Tidak henti, Ratna menyoroti bahwa program-program tersebut telah berjalan selama berpuluh tahun, sehingga menurutnya perlu dicari benang merah yang dapat menjadi titik pengungkit (trigger) atau wawasan (insight) agar program-program itu tidak berhenti sebagai kegiatan sesaat. “Mungkin perlu dicari, Pak Dirut, Pak Tony, apa yang menjadi benang merah yang bisa kita gunakan sebagai clue program-program ini itu bisa berkelanjutan,” ujarnya.

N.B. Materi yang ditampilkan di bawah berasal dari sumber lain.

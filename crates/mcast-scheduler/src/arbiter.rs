//! Legacy-multicast rate arbitration across the subscribers of one group.
//!
//! Every subscriber contributes its reliable rate set. When all of them
//! agree on at least one rate, the highest agreed rate is used. As soon as a
//! subscriber has no reliable rate, or the running intersection empties,
//! agreement is abandoned and the rate degrades to the lowest best-rate
//! estimate among the subscribers, so no known subscriber is pushed above
//! what it can sustain. Without any usable subscriber the AP's lowest
//! capability rate is used.
//!
//! The EWMA and cur-prob metrics are arbitrated independently.

use std::collections::{BTreeMap, BTreeSet};

use serde::Serialize;

use crate::link_quality::LinkQuality;
use crate::types::{ProbSource, Rate};

/// Arbitration result for one group.
#[derive(Debug, Clone, Copy, PartialEq, Eq, Serialize)]
pub struct ArbitratedRate {
    pub ewma_rate: Rate,
    pub cur_prob_rate: Rate,
}

impl ArbitratedRate {
    /// Both outputs at the same rate.
    pub fn uniform(rate: Rate) -> Self {
        Self {
            ewma_rate: rate,
            cur_prob_rate: rate,
        }
    }

    pub fn for_source(&self, source: ProbSource) -> Rate {
        match source {
            ProbSource::Ewma => self.ewma_rate,
            ProbSource::CurProb => self.cur_prob_rate,
        }
    }
}

/// Running intersection of reliable rate sets.
#[derive(Debug, Default)]
struct Agreement {
    rates: Option<BTreeSet<Rate>>,
    broken: bool,
}

impl Agreement {
    fn fold(&mut self, reliable: &BTreeMap<Rate, f64>) {
        if self.broken {
            return;
        }
        if reliable.is_empty() {
            self.broken = true;
            return;
        }
        match &mut self.rates {
            None => self.rates = Some(reliable.keys().copied().collect()),
            Some(rates) => {
                rates.retain(|rate| reliable.contains_key(rate));
                if rates.is_empty() {
                    self.broken = true;
                }
            }
        }
    }

    fn best(&self) -> Option<Rate> {
        if self.broken {
            return None;
        }
        self.rates.as_ref()?.last().copied()
    }
}

#[derive(Debug, Default)]
struct Floor(Option<Rate>);

impl Floor {
    fn offer(&mut self, rate: Rate) {
        if rate != 0 && self.0.is_none_or(|current| rate < current) {
            self.0 = Some(rate);
        }
    }
}

/// Computes the legacy rate for a group from the link quality of all of its
/// subscribers on one AP. `lowest_rate` is the AP's lowest capability rate.
pub fn best_rate<'a, I>(subscribers: I, lowest_rate: Rate) -> ArbitratedRate
where
    I: IntoIterator<Item = &'a LinkQuality>,
{
    let mut ewma = Agreement::default();
    let mut cur_prob = Agreement::default();
    let mut ewma_floor = Floor::default();
    let mut cur_prob_floor = Floor::default();

    for quality in subscribers {
        let best = quality.best_rates();
        ewma_floor.offer(best.ewma_rate);
        cur_prob_floor.offer(best.cur_prob_rate);
        ewma.fold(best.reliable_ewma);
        cur_prob.fold(best.reliable_cur_prob);
    }

    let (min_rate, min_cur_prob_rate) = match (ewma_floor.0, cur_prob_floor.0) {
        (Some(ewma), Some(cur)) => (ewma, cur),
        _ => (lowest_rate, lowest_rate),
    };

    ArbitratedRate {
        ewma_rate: ewma.best().unwrap_or(min_rate),
        cur_prob_rate: cur_prob.best().unwrap_or(min_cur_prob_rate),
    }
}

Ia menyebut nilai investasi sosial Freeport yang mencapai US$117,1 juta per tahun, dikalikan puluhan tahun pelaksanaan, merupakan angka yang sangat besar, bahkan menurutnya sulit ditandingi oleh anggaran negara sekalipun. “Itu nilai yang sangat besar. Bahkan negara saja saya pikir nggak akan mampu menandingi dana yang sudah dikeluarkan oleh PT Freeport,” katanya.

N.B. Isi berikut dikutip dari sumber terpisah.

//! End-to-end scheduler scenarios.
//!
//! Drives the scheduler through lifecycle, membership and link-quality
//! events the way the controller's event bus would, and checks:
//! 1. Window sizing and DMS offsets as groups are registered
//! 2. Best-rate estimation quirks for a single station
//! 3. Rate agreement between subscribers of one group
//! 4. Fallback when the last subscriber leaves
//! 5. Event flow through the runtime worker into a channel sink

use std::sync::{Arc, Mutex};
use std::time::Duration;

use mcast_scheduler::link_quality::{RateStats, RatesTable};
use mcast_scheduler::{
    ChannelSink, GroupAddr, HwAddr, LifecycleEvent, MembershipKind, MembershipReport,
    PolicySink, PolicyUpdate, Rate, Scheduler, SchedulerConfig, SchedulerEvent,
    SchedulerRuntime, TxMode, TxPolicy,
};

// ─── Mock sink ───────────────────────────────────────────────────────────

#[derive(Default)]
struct MockSink {
    updates: Mutex<Vec<PolicyUpdate>>,
}

impl MockSink {
    fn take(&self) -> Vec<PolicyUpdate> {
        std::mem::take(&mut *self.updates.lock().unwrap())
    }
}

impl PolicySink for MockSink {
    fn set_policy(&self, ap: HwAddr, group: GroupAddr, policy: TxPolicy) -> anyhow::Result<()> {
        self.updates
            .lock()
            .unwrap()
            .push(PolicyUpdate { ap, group, policy });
        Ok(())
    }
}

const AP: HwAddr = HwAddr::new([0x00, 0x0D, 0xB9, 0x2F, 0x56, 0x64]);
const CAPABILITIES: [Rate; 8] = [6, 9, 12, 18, 24, 36, 48, 54];

fn sta(n: u8) -> HwAddr {
    HwAddr::new([0x60, 0xF1, 0x89, 0x00, 0x00, n])
}

fn group(n: u8) -> GroupAddr {
    GroupAddr::from_ipv4(std::net::Ipv4Addr::new(239, 0, 0, n)).unwrap()
}

fn setup() -> (Scheduler<MockSink>, Arc<MockSink>) {
    let sink = Arc::new(MockSink::default());
    let mut sched = Scheduler::new(SchedulerConfig::default(), sink.clone());
    sched.handle_event(SchedulerEvent::Lifecycle(
        LifecycleEvent::AccessPointConnected {
            addr: AP,
            capabilities: CAPABILITIES.to_vec(),
        },
    ));
    (sched, sink)
}

fn join(sched: &mut Scheduler<MockSink>, station: HwAddr, g: GroupAddr) {
    sched.handle_event(SchedulerEvent::Lifecycle(LifecycleEvent::StationAssociated {
        addr: station,
        access_point: AP,
    }));
    sched.handle_event(SchedulerEvent::Membership(MembershipReport {
        kind: MembershipKind::V2JoinGroup,
        station,
        group: g,
        access_point: AP,
    }));
}

/// Table where `reliable` rates sit at 99% and every other rate at 50%.
fn table_with_reliable(reliable: &[Rate]) -> RatesTable {
    CAPABILITIES
        .iter()
        .map(|&rate| {
            let prob = if reliable.contains(&rate) { 99.0 } else { 50.0 };
            (
                rate,
                RateStats {
                    ewma_prob: prob,
                    cur_prob: prob,
                },
            )
        })
        .collect()
}

fn report_link_quality(sched: &mut Scheduler<MockSink>, station: HwAddr, rates: RatesTable) {
    sched.handle_event(SchedulerEvent::LinkQuality { station, rates });
}

// ─── Window allocation ───────────────────────────────────────────────────

/// The first group gets the maximum DMS window (500 ms / 50 ms) at offset 0.
#[test]
fn first_group_gets_max_dms_window() {
    let (mut sched, sink) = setup();
    sched.register(None, group(1), AP);

    let ap = sched.access_point(&AP).unwrap();
    assert_eq!(ap.windows().dms, 10);
    assert_eq!(ap.windows().legacy, 50);
    assert_eq!(ap.group(&group(1)).unwrap().dms_start_offset, 0);

    let updates = sink.take();
    assert_eq!(updates.len(), 1);
    assert_eq!(
        updates[0].policy,
        TxPolicy {
            mode: TxMode::Legacy,
            rate: 6
        }
    );
}

/// floor(3000 / 2 / 50) = 30 still exceeds the 10-tick maximum, so two
/// groups keep 10-tick windows in consecutive blocks.
#[test]
fn two_groups_take_consecutive_blocks() {
    let (mut sched, _sink) = setup();
    sched.register(None, group(1), AP);
    sched.register(None, group(2), AP);

    let ap = sched.access_point(&AP).unwrap();
    assert_eq!(ap.windows().dms, 10);
    assert_eq!(ap.windows().legacy, 50);
    assert_eq!(ap.group(&group(1)).unwrap().dms_start_offset, 0);
    assert_eq!(ap.group(&group(2)).unwrap().dms_start_offset, 10);
}

/// A seventh group shrinks the window to floor(3000 / 7 / 50) = 8 ticks and
/// every offset is reassigned on the new block grid.
#[test]
fn shrinking_window_reassigns_all_offsets() {
    let (mut sched, _sink) = setup();
    for n in 1..=6 {
        sched.register(None, group(n), AP);
    }
    let before: Vec<u32> = sched
        .access_point(&AP)
        .unwrap()
        .groups()
        .iter()
        .map(|g| g.dms_start_offset)
        .collect();
    assert_eq!(before, vec![0, 10, 20, 30, 40, 50]);

    sched.register(None, group(7), AP);
    let ap = sched.access_point(&AP).unwrap();
    assert_eq!(ap.windows().dms, 8);
    assert_eq!(ap.windows().legacy, 52);
    let after: Vec<u32> = ap.groups().iter().map(|g| g.dms_start_offset).collect();
    assert_eq!(after, vec![0, 8, 16, 24, 32, 40, 48]);
}

/// With more groups than blocks, offsets wrap and groups share DMS windows.
#[test]
fn excess_groups_share_blocks() {
    let (mut sched, _sink) = setup();
    for n in 1..=20 {
        sched.register(None, group(n), AP);
    }
    let ap = sched.access_point(&AP).unwrap();
    assert_eq!(ap.windows().dms, 4);
    assert_eq!(ap.windows().legacy, 56);
    let offsets: Vec<u32> = ap.groups().iter().map(|g| g.dms_start_offset).collect();
    assert_eq!(offsets[14], 56);
    assert_eq!(offsets[15], 0);
    assert_eq!(offsets[19], 16);
    assert!(offsets.iter().all(|o| o + 4 <= 60));
}

// ─── Link quality and arbitration ────────────────────────────────────────

/// Rate 9 wins on EWMA probability and is substituted by 12.
#[test]
fn quirk_rate_resolves_to_twelve() {
    let (mut sched, _sink) = setup();
    join(&mut sched, sta(1), group(1));

    let mut rates: RatesTable = CAPABILITIES
        .iter()
        .map(|&rate| {
            (
                rate,
                RateStats {
                    ewma_prob: 60.0,
                    cur_prob: 60.0,
                },
            )
        })
        .collect();
    rates.insert(
        9,
        RateStats {
            ewma_prob: 98.0,
            cur_prob: 90.0,
        },
    );
    report_link_quality(&mut sched, sta(1), rates);

    let best = sched.station(&sta(1)).unwrap().link_quality().best_rates();
    assert_eq!(best.ewma_rate, 12);
}

/// Reliable sets {24, 36} and {36, 48} agree on 36.
#[test]
fn subscribers_agree_on_common_reliable_rate() {
    let (mut sched, sink) = setup();
    join(&mut sched, sta(1), group(1));
    join(&mut sched, sta(2), group(1));
    report_link_quality(&mut sched, sta(1), table_with_reliable(&[24, 36]));
    report_link_quality(&mut sched, sta(2), table_with_reliable(&[36, 48]));

    assert_eq!(sched.best_rate(&AP, &group(1)).unwrap().ewma_rate, 36);

    // the rate is applied when the DMS window closes
    sink.take();
    for _ in 0..11 {
        sched.on_tick();
    }
    let updates = sink.take();
    assert_eq!(updates.len(), 2);
    assert_eq!(updates[0].policy.mode, TxMode::Dms);
    assert_eq!(
        updates[1].policy,
        TxPolicy {
            mode: TxMode::Legacy,
            rate: 36
        }
    );
}

/// A subscriber with no reliable rate drags the group down to the weakest
/// best-rate estimate.
#[test]
fn weak_subscriber_lowers_the_rate() {
    let (mut sched, _sink) = setup();
    join(&mut sched, sta(1), group(1));
    join(&mut sched, sta(2), group(1));
    report_link_quality(&mut sched, sta(1), table_with_reliable(&[24, 36, 48]));

    let weak: RatesTable = [(6, 90.0), (12, 92.0), (18, 70.0)]
        .into_iter()
        .map(|(rate, prob)| {
            (
                rate,
                RateStats {
                    ewma_prob: prob,
                    cur_prob: prob,
                },
            )
        })
        .collect();
    report_link_quality(&mut sched, sta(2), weak);

    let rate = sched.best_rate(&AP, &group(1)).unwrap();
    assert_eq!(rate.ewma_rate, 12);
    assert_eq!(rate.cur_prob_rate, 12);
}

// ─── Membership changes ──────────────────────────────────────────────────

/// The sole subscriber leaving reverts the group to legacy at the lowest
/// rate; the group stays managed.
#[test]
fn sole_subscriber_leaving_reverts_to_lowest_rate() {
    let (mut sched, sink) = setup();
    join(&mut sched, sta(1), group(1));
    report_link_quality(&mut sched, sta(1), table_with_reliable(&[24, 36, 48, 54]));
    for _ in 0..11 {
        sched.on_tick();
    }
    assert_eq!(
        sched.access_point(&AP).unwrap().group(&group(1)).unwrap().rate,
        54
    );
    sink.take();

    sched.handle_event(SchedulerEvent::Lifecycle(
        LifecycleEvent::StationDisassociated { addr: sta(1) },
    ));

    let ap = sched.access_point(&AP).unwrap();
    let policy = ap.group(&group(1)).unwrap();
    assert_eq!(policy.mode, TxMode::Legacy);
    assert_eq!(policy.rate, 6);
    assert_eq!(policy.cur_prob_rate, 6);
    assert!(ap.contains_group(&group(1)));
    assert!(sched.station(&sta(1)).is_none());
    assert_eq!(
        sink.take().last().unwrap().policy,
        TxPolicy {
            mode: TxMode::Legacy,
            rate: 6
        }
    );
}

/// An AP disconnect removes its state before the next tick.
#[test]
fn disconnected_ap_receives_no_policies() {
    let (mut sched, sink) = setup();
    join(&mut sched, sta(1), group(1));
    sched.handle_event(SchedulerEvent::Lifecycle(
        LifecycleEvent::AccessPointDisconnected { addr: AP },
    ));
    sink.take();
    for _ in 0..60 {
        sched.on_tick();
    }
    assert!(sink.take().is_empty());
    assert!(sched.access_point(&AP).is_none());
}

// ─── Runtime ─────────────────────────────────────────────────────────────

#[test]
fn runtime_pushes_policies_through_channel_sink() {
    let _ = tracing_subscriber::fmt()
        .with_env_filter(tracing_subscriber::EnvFilter::new("mcast_scheduler=debug"))
        .with_test_writer()
        .try_init();

    let config = SchedulerConfig::from_toml_str(
        r#"
            tick_ms = 5
            period_length_ms = 100
            dms_min_length_ms = 10
            dms_max_length_ms = 20
            snapshot_interval_ms = 10
        "#,
    )
    .unwrap();
    let (sink, updates) = ChannelSink::new(256);
    let mut runtime = SchedulerRuntime::new(config, Arc::new(sink));

    runtime
        .submit(SchedulerEvent::Lifecycle(
            LifecycleEvent::AccessPointConnected {
                addr: AP,
                capabilities: CAPABILITIES.to_vec(),
            },
        ))
        .unwrap();
    runtime
        .submit(SchedulerEvent::Lifecycle(LifecycleEvent::StationAssociated {
            addr: sta(1),
            access_point: AP,
        }))
        .unwrap();
    runtime
        .submit(SchedulerEvent::Membership(MembershipReport {
            kind: MembershipKind::V3ChangeToExclude,
            station: sta(1),
            group: group(1),
            access_point: AP,
        }))
        .unwrap();
    runtime
        .submit(SchedulerEvent::LinkQuality {
            station: sta(1),
            rates: table_with_reliable(&[12, 24]),
        })
        .unwrap();

    // registration, then dms at period 0 and legacy at period 4 of each
    // 20-tick cycle
    let deadline = std::time::Instant::now() + Duration::from_secs(5);
    let mut seen = Vec::new();
    while std::time::Instant::now() < deadline {
        if let Ok(update) = updates.recv_timeout(Duration::from_millis(50)) {
            seen.push(update);
            if seen.len() >= 3 {
                break;
            }
        }
    }
    runtime.shutdown();

    assert!(seen.len() >= 3, "expected three policy pushes, got {seen:?}");
    assert_eq!(
        seen[0].policy,
        TxPolicy {
            mode: TxMode::Legacy,
            rate: 6
        }
    );
    assert_eq!(seen[1].policy.mode, TxMode::Dms);
    assert_eq!(
        seen[2].policy,
        TxPolicy {
            mode: TxMode::Legacy,
            rate: 24
        }
    );

    let snap = runtime.snapshot();
    assert_eq!(snap.stations.len(), 1);
    assert_eq!(snap.stations[0].best_ewma_rate, 24);
}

Meski demikian, Ratna mengutip pandangan dua anggota Komisi XII DPR RI dari daerah pemilihan Papua yang menyebut besaran dana tersebut belum cukup untuk meningkatkan keterampilan (skill) masyarakat setempat. Sebab itu, ia mengingatkan agar Freeport tidak sampai terjebak fenomena yang dikenal sebagai “resource curse” atau kutukan sumber daya alam, di mana daerah kaya sumber daya justru gagal mensejahterakan masyarakatnya.